#### Input data ####

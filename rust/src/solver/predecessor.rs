//! Predecessor lookup: per-job binary search and the linear two-pointer sweep.
//!
//! A job's predecessor count is the number of jobs, in end order, that finish
//! at or before it starts. Touching intervals (`end == start`) are compatible.

use crate::models::{JobRecord, RankedJob};

/// Number of records in `end_ordered` whose end time is `<= start`.
///
/// Equivalently, the 1-indexed end-order rank of the latest compatible job,
/// or 0 when there is none.
pub fn find_pred<T: JobRecord>(end_ordered: &[T], start: f64) -> usize {
    end_ordered.partition_point(|job| job.end() <= start)
}

/// Build the predecessor array `p[0..=n]` in one backward sweep.
///
/// `end_ordered` and `start_ordered` are the two views produced by
/// `sort_both_with_indices`: the same records sorted by end and by start,
/// tagged with their end-order rank. `p[rank]` receives the rank of the
/// latest compatible job; `p[0]` and jobs without a predecessor stay 0.
///
/// Walking starts from the latest to the earliest, the compatible boundary
/// in end order can only move down, so one cursor serves every job. Values
/// are capped at `rank - 1`, which only matters for zero-length jobs.
pub fn build_predecessors(end_ordered: &[RankedJob], start_ordered: &[RankedJob]) -> Vec<usize> {
    let mut predecessors = vec![0; end_ordered.len() + 1];
    let Some(latest) = start_ordered.last() else {
        return predecessors;
    };

    let mut end_index = find_pred(end_ordered, latest.start);
    for job in start_ordered.iter().rev() {
        while end_index >= 1 && end_ordered[end_index - 1].end > job.start {
            end_index -= 1;
        }
        if end_index == 0 {
            // Every earlier start is incompatible with every job too
            break;
        }
        if let Some(slot) = predecessors.get_mut(job.rank) {
            *slot = end_index.min(job.rank.saturating_sub(1));
        }
    }
    predecessors
}
#![allow(dead_code)]

//! Local stand-ins for broadcaster APIs and Icecast streams.

use std::collections::HashMap;
use std::sync::atomic::{AtomicUsize, Ordering};
use std::sync::{Arc, Mutex};
use std::time::Duration;

use axum::extract::{Path, State};
use axum::http::{header, StatusCode};
use axum::response::{IntoResponse, Response};
use axum::routing::get;
use axum::Router;
use nowplaying::{MetadataSource, StationDescriptor};
use tokio::io::{AsyncReadExt, AsyncWriteExt};
use tokio::net::{TcpListener, TcpStream};

// ── JSON provider server ──────────────────────────────────────────────────────

#[derive(Debug, Clone)]
pub struct Endpoint {
    pub body: String,
    pub delay: Duration,
    pub status: u16,
}

impl Endpoint {
    pub fn json(body: impl Into<String>) -> Self {
        Self {
            body: body.into(),
            delay: Duration::ZERO,
            status: 200,
        }
    }

    pub fn delayed(mut self, delay: Duration) -> Self {
        self.delay = delay;
        self
    }

    pub fn status(mut self, status: u16) -> Self {
        self.status = status;
        self
    }
}

#[derive(Default)]
struct JsonState {
    endpoints: HashMap<String, Endpoint>,
    hits: Mutex<HashMap<String, usize>>,
    total_hits: AtomicUsize,
}

#[derive(Clone)]
pub struct JsonServer {
    pub base: String,
    state: Arc<JsonState>,
}

impl JsonServer {
    pub fn url(&self, name: &str) -> String {
        format!("{}/{}", self.base, name)
    }

    pub fn hits(&self, name: &str) -> usize {
        self.state
            .hits
            .lock()
            .unwrap()
            .get(name)
            .copied()
            .unwrap_or(0)
    }

    pub fn total_hits(&self) -> usize {
        self.state.total_hits.load(Ordering::SeqCst)
    }

    pub fn rest_station(&self, station_name: &str, endpoint: &str) -> StationDescriptor {
        StationDescriptor::new(
            station_name,
            self.url("stream"),
            MetadataSource::Rest(self.url(endpoint)),
        )
    }
}

async fn serve_endpoint(
    Path(name): Path<String>,
    State(state): State<Arc<JsonState>>,
) -> Response {
    state.total_hits.fetch_add(1, Ordering::SeqCst);
    *state.hits.lock().unwrap().entry(name.clone()).or_default() += 1;

    let Some(endpoint) = state.endpoints.get(&name).cloned() else {
        return StatusCode::NOT_FOUND.into_response();
    };

    if !endpoint.delay.is_zero() {
        tokio::time::sleep(endpoint.delay).await;
    }

    let status = StatusCode::from_u16(endpoint.status).unwrap_or(StatusCode::OK);
    (
        status,
        [(header::CONTENT_TYPE, "application/json")],
        endpoint.body,
    )
        .into_response()
}

pub async fn spawn_json_server(endpoints: Vec<(&str, Endpoint)>) -> JsonServer {
    let state = Arc::new(JsonState {
        endpoints: endpoints
            .into_iter()
            .map(|(name, ep)| (name.to_string(), ep))
            .collect(),
        ..JsonState::default()
    });

    let app = Router::new()
        .route("/{name}", get(serve_endpoint))
        .with_state(state.clone());

    let listener = TcpListener::bind("127.0.0.1:0").await.unwrap();
    let addr = listener.local_addr().unwrap();
    tokio::spawn(async move {
        let _ = axum::serve(listener, app).await;
    });

    JsonServer {
        base: format!("http://{}", addr),
        state,
    }
}

// ── ICY stream server ─────────────────────────────────────────────────────────

#[derive(Debug, Clone)]
pub struct IcyResponse {
    /// Raw `icy-metaint` header value; `None` omits the header.
    pub metaint: Option<String>,
    pub body: Vec<u8>,
    /// Keep the socket open after the body instead of closing it.
    pub hold_open: bool,
}

impl IcyResponse {
    /// A well-formed stream: `metaint` bytes of audio, then one block.
    pub fn with_metadata(metaint: usize, metadata: &[u8]) -> Self {
        Self {
            metaint: Some(metaint.to_string()),
            body: icy_body(metaint, metadata),
            hold_open: false,
        }
    }
}

/// Audio filler + length byte + metadata padded to a multiple of 16.
pub fn icy_body(metaint: usize, metadata: &[u8]) -> Vec<u8> {
    let blocks = metadata.len().div_ceil(16);
    let mut body = vec![0xFFu8; metaint];
    body.push(blocks as u8);
    body.extend_from_slice(metadata);
    body.resize(metaint + 1 + blocks * 16, 0);
    // Trailing audio, as a real stream would keep sending.
    body.extend_from_slice(&[0xFFu8; 64]);
    body
}

pub struct IcyServer {
    pub url: String,
    pub hits: Arc<AtomicUsize>,
    pub requests: Arc<Mutex<Vec<String>>>,
}

impl IcyServer {
    pub fn station(&self, station_name: &str) -> StationDescriptor {
        StationDescriptor::new(
            station_name,
            self.url.clone(),
            MetadataSource::Icy(self.url.clone()),
        )
    }

    pub fn last_request(&self) -> String {
        self.requests.lock().unwrap().last().cloned().unwrap_or_default()
    }
}

pub async fn spawn_icy_server(response: IcyResponse) -> IcyServer {
    let listener = TcpListener::bind("127.0.0.1:0").await.unwrap();
    let addr = listener.local_addr().unwrap();
    let hits = Arc::new(AtomicUsize::new(0));
    let requests = Arc::new(Mutex::new(Vec::new()));

    let hits_ref = hits.clone();
    let requests_ref = requests.clone();
    tokio::spawn(async move {
        while let Ok((stream, _)) = listener.accept().await {
            hits_ref.fetch_add(1, Ordering::SeqCst);
            let response = response.clone();
            let requests = requests_ref.clone();
            tokio::spawn(async move {
                let _ = serve_icy(stream, response, requests).await;
            });
        }
    });

    IcyServer {
        url: format!("http://{}/stream", addr),
        hits,
        requests,
    }
}

async fn serve_icy(
    mut stream: TcpStream,
    response: IcyResponse,
    requests: Arc<Mutex<Vec<String>>>,
) -> std::io::Result<()> {
    let mut request = Vec::new();
    let mut buf = [0u8; 1024];
    while !request.windows(4).any(|w| w == b"\r\n\r\n") {
        let n = stream.read(&mut buf).await?;
        if n == 0 {
            return Ok(());
        }
        request.extend_from_slice(&buf[..n]);
    }
    requests
        .lock()
        .unwrap()
        .push(String::from_utf8_lossy(&request).to_string());

    let mut head = String::from("HTTP/1.1 200 OK\r\nContent-Type: audio/mpeg\r\n");
    if let Some(metaint) = &response.metaint {
        head.push_str(&format!("icy-metaint: {}\r\n", metaint));
    }
    head.push_str("Connection: close\r\n\r\n");

    stream.write_all(head.as_bytes()).await?;
    stream.write_all(&response.body).await?;
    stream.flush().await?;

    if response.hold_open {
        tokio::time::sleep(Duration::from_secs(30)).await;
    }
    stream.shutdown().await
}
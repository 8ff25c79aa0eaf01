//! Now-playing refresh engine.
//!
//! ```text
//!   NowPlayingEngine (single owner, &mut self)
//!         │
//!         ├── start_updating(station) ── cancel + await previous loop
//!         │                            └─ spawn refresh loop ─┐
//!         │                                                   │
//!         │   refresh loop:  fetch ─► publish ─► sleep ─► fetch ...
//!         │                  (ICY every 15 s, REST every 30 s)
//!         │                                                   │
//!         └── snapshot channel ◄──────────────────────────────┘
//! ```
//!
//! Every await inside the loop is raced against the loop's
//! `CancellationToken`, and the token is checked again before publishing.
//! Because the engine waits for the old task to finish before spawning the
//! next one, a snapshot for the previous station can never be published
//! after the new station's loop has started.

use std::time::Duration;

use reqwest::header::ACCEPT;
use tokio::sync::mpsc;
use tokio::task::JoinHandle;
use tokio_util::sync::CancellationToken;
use tracing::{debug, info, warn};

use crate::config::NowPlayingConfig;
use crate::error::Result;
use crate::icy;
use crate::providers::ProviderResponse;
use crate::snapshot::NowPlayingSnapshot;
use crate::station::{MetadataSource, StationDescriptor};

#[derive(Debug, Clone)]
pub struct RefreshSettings {
    pub rest_interval: Duration,
    pub icy_interval: Duration,
    pub request_timeout: Duration,
}

impl Default for RefreshSettings {
    fn default() -> Self {
        (&NowPlayingConfig::default()).into()
    }
}

impl From<&NowPlayingConfig> for RefreshSettings {
    fn from(cfg: &NowPlayingConfig) -> Self {
        Self {
            rest_interval: cfg.rest_interval(),
            icy_interval: cfg.icy_interval(),
            request_timeout: cfg.request_timeout(),
        }
    }
}

/// HTTP client shared by REST polling and ICY reads.
pub fn build_client(user_agent: &str) -> reqwest::Result<reqwest::Client> {
    reqwest::Client::builder()
        .user_agent(user_agent)
        // Icecast relays and API gateways both like to redirect
        .redirect(reqwest::redirect::Policy::limited(10))
        .build()
}

struct ActiveLoop {
    station: StationDescriptor,
    cancel: CancellationToken,
    /// Resolves to the artwork of the last snapshot the loop published.
    handle: JoinHandle<Option<String>>,
}

pub struct NowPlayingEngine {
    client: reqwest::Client,
    settings: RefreshSettings,
    tx: mpsc::UnboundedSender<NowPlayingSnapshot>,
    active: Option<ActiveLoop>,
    last_artwork: Option<String>,
}

impl NowPlayingEngine {
    /// Creates an idle engine and the receiving end of its snapshot channel.
    /// One message arrives per emitted snapshot.
    pub fn new(
        client: reqwest::Client,
        settings: RefreshSettings,
    ) -> (Self, mpsc::UnboundedReceiver<NowPlayingSnapshot>) {
        let (tx, rx) = mpsc::unbounded_channel();
        let engine = Self {
            client,
            settings,
            tx,
            active: None,
            last_artwork: None,
        };
        (engine, rx)
    }

    pub fn is_updating(&self) -> bool {
        self.active.is_some()
    }

    pub fn current_station(&self) -> Option<&StationDescriptor> {
        self.active.as_ref().map(|a| &a.station)
    }

    /// Replaces whatever loop is running with one for `station`.
    pub async fn start_updating(&mut self, station: StationDescriptor) {
        self.cancel_active().await;

        let interval = match &station.metadata_source {
            MetadataSource::Icy(_) => self.settings.icy_interval,
            MetadataSource::Rest(_) => self.settings.rest_interval,
            MetadataSource::None => {
                info!("[now-playing] {} has no metadata source", station.name);
                self.last_artwork = None;
                self.publish(NowPlayingSnapshot::no_endpoint(&station));
                return;
            }
        };

        info!(
            "[now-playing] updating {} every {}s",
            station.name,
            interval.as_secs()
        );

        let cancel = CancellationToken::new();
        let refresh = RefreshLoop {
            client: self.client.clone(),
            station: station.clone(),
            interval,
            request_timeout: self.settings.request_timeout,
            tx: self.tx.clone(),
            cancel: cancel.clone(),
        };
        let handle = tokio::spawn(refresh.run());

        self.active = Some(ActiveLoop {
            station,
            cancel,
            handle,
        });
    }

    /// Cancels the running loop.  With `reset_state` a cleared "Not playing"
    /// snapshot follows; without it the last snapshot stays in place.
    pub async fn stop_updating(&mut self, reset_state: bool) {
        self.cancel_active().await;

        if reset_state {
            self.last_artwork = None;
            self.publish(NowPlayingSnapshot::not_playing());
        }
    }

    /// Publishes "Stopped", carrying over the artwork of the last snapshot a
    /// finished loop published.
    pub fn set_stopped_state(&mut self) {
        self.publish(NowPlayingSnapshot::stopped(self.last_artwork.clone()));
    }

    async fn cancel_active(&mut self) {
        let Some(active) = self.active.take() else {
            return;
        };

        active.cancel.cancel();
        self.last_artwork = match active.handle.await {
            Ok(artwork) => artwork,
            Err(e) => {
                warn!(
                    "[now-playing] refresh loop for {} ended abnormally: {}",
                    active.station.name, e
                );
                None
            }
        };
        debug!("[now-playing] stopped updating {}", active.station.name);
    }

    fn publish(&self, snapshot: NowPlayingSnapshot) {
        if self.tx.send(snapshot).is_err() {
            debug!("[now-playing] snapshot receiver dropped");
        }
    }
}

impl Drop for NowPlayingEngine {
    fn drop(&mut self) {
        if let Some(active) = self.active.take() {
            active.cancel.cancel();
        }
    }
}

// ── refresh loop ──────────────────────────────────────────────────────────────

struct RefreshLoop {
    client: reqwest::Client,
    station: StationDescriptor,
    interval: Duration,
    request_timeout: Duration,
    tx: mpsc::UnboundedSender<NowPlayingSnapshot>,
    cancel: CancellationToken,
}

impl RefreshLoop {
    async fn run(self) -> Option<String> {
        let mut last_artwork = None;

        loop {
            let snapshot = tokio::select! {
                biased;
                _ = self.cancel.cancelled() => break,
                snapshot = fetch_snapshot(&self.client, &self.station, self.request_timeout) => snapshot,
            };

            // The fetch may have completed in the same instant we were cancelled.
            if self.cancel.is_cancelled() {
                break;
            }
            last_artwork = snapshot.artwork_url.clone();
            if self.tx.send(snapshot).is_err() {
                debug!("[now-playing] snapshot receiver dropped, ending loop");
                break;
            }

            tokio::select! {
                biased;
                _ = self.cancel.cancelled() => break,
                _ = tokio::time::sleep(self.interval) => {}
            }
        }

        last_artwork
    }
}

/// Runs one refresh cycle for `station`.  Never fails: errors become a
/// placeholder snapshot carrying the error message.
pub async fn fetch_snapshot(
    client: &reqwest::Client,
    station: &StationDescriptor,
    request_timeout: Duration,
) -> NowPlayingSnapshot {
    let result = match &station.metadata_source {
        MetadataSource::Icy(url) => icy::fetch_stream_title(client, url, request_timeout)
            .await
            .map(|title| icy::snapshot_from_stream_title(&title, station)),
        MetadataSource::Rest(url) => fetch_provider(client, url, request_timeout)
            .await
            .map(|response| {
                debug!(
                    "[now-playing] {} decoded as {}",
                    station.name,
                    response.kind().label()
                );
                response.into_snapshot(station)
            }),
        MetadataSource::None => return NowPlayingSnapshot::no_endpoint(station),
    };

    match result {
        Ok(snapshot) => snapshot,
        Err(e) => {
            warn!("[now-playing] refresh failed for {}: {}", station.name, e);
            NowPlayingSnapshot::fetch_failed(station, e)
        }
    }
}

async fn fetch_provider(
    client: &reqwest::Client,
    url: &str,
    request_timeout: Duration,
) -> Result<ProviderResponse> {
    let body = client
        .get(url)
        .header(ACCEPT, "application/json")
        .timeout(request_timeout)
        .send()
        .await?
        .error_for_status()?
        .bytes()
        .await?;
    ProviderResponse::decode(&body)
}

####

> _Brief_: I'd like the lines above from the one with "stream.write_all(&response.body).await?;" up to and including the one with "use tokio::sync::mpsc;" copied exactly, with no other lines.

> _Completed exercise_:
    stream.write_all(&response.body).await?;
    stream.flush().await?;

    if response.hold_open {
        tokio::time::sleep(Duration::from_secs(30)).await;
    }
    stream.shutdown().await
}
repository 8ff25c79aa0eaf01
//! Now-playing refresh engine.
//!
//! ```text
//!   NowPlayingEngine (single owner, &mut self)
//!         │
//!         ├── start_updating(station) ── cancel + await previous loop
//!         │                            └─ spawn refresh loop ─┐
//!         │                                                   │
//!         │   refresh loop:  fetch ─► publish ─► sleep ─► fetch ...
//!         │                  (ICY every 15 s, REST every 30 s)
//!         │                                                   │
//!         └── snapshot channel ◄──────────────────────────────┘
//! ```
//!
//! Every await inside the loop is raced against the loop's
//! `CancellationToken`, and the token is checked again before publishing.
//! Because the engine waits for the old task to finish before spawning the
//! next one, a snapshot for the previous station can never be published
//! after the new station's loop has started.

use std::time::Duration;

use reqwest::header::ACCEPT;
use tokio::sync::mpsc;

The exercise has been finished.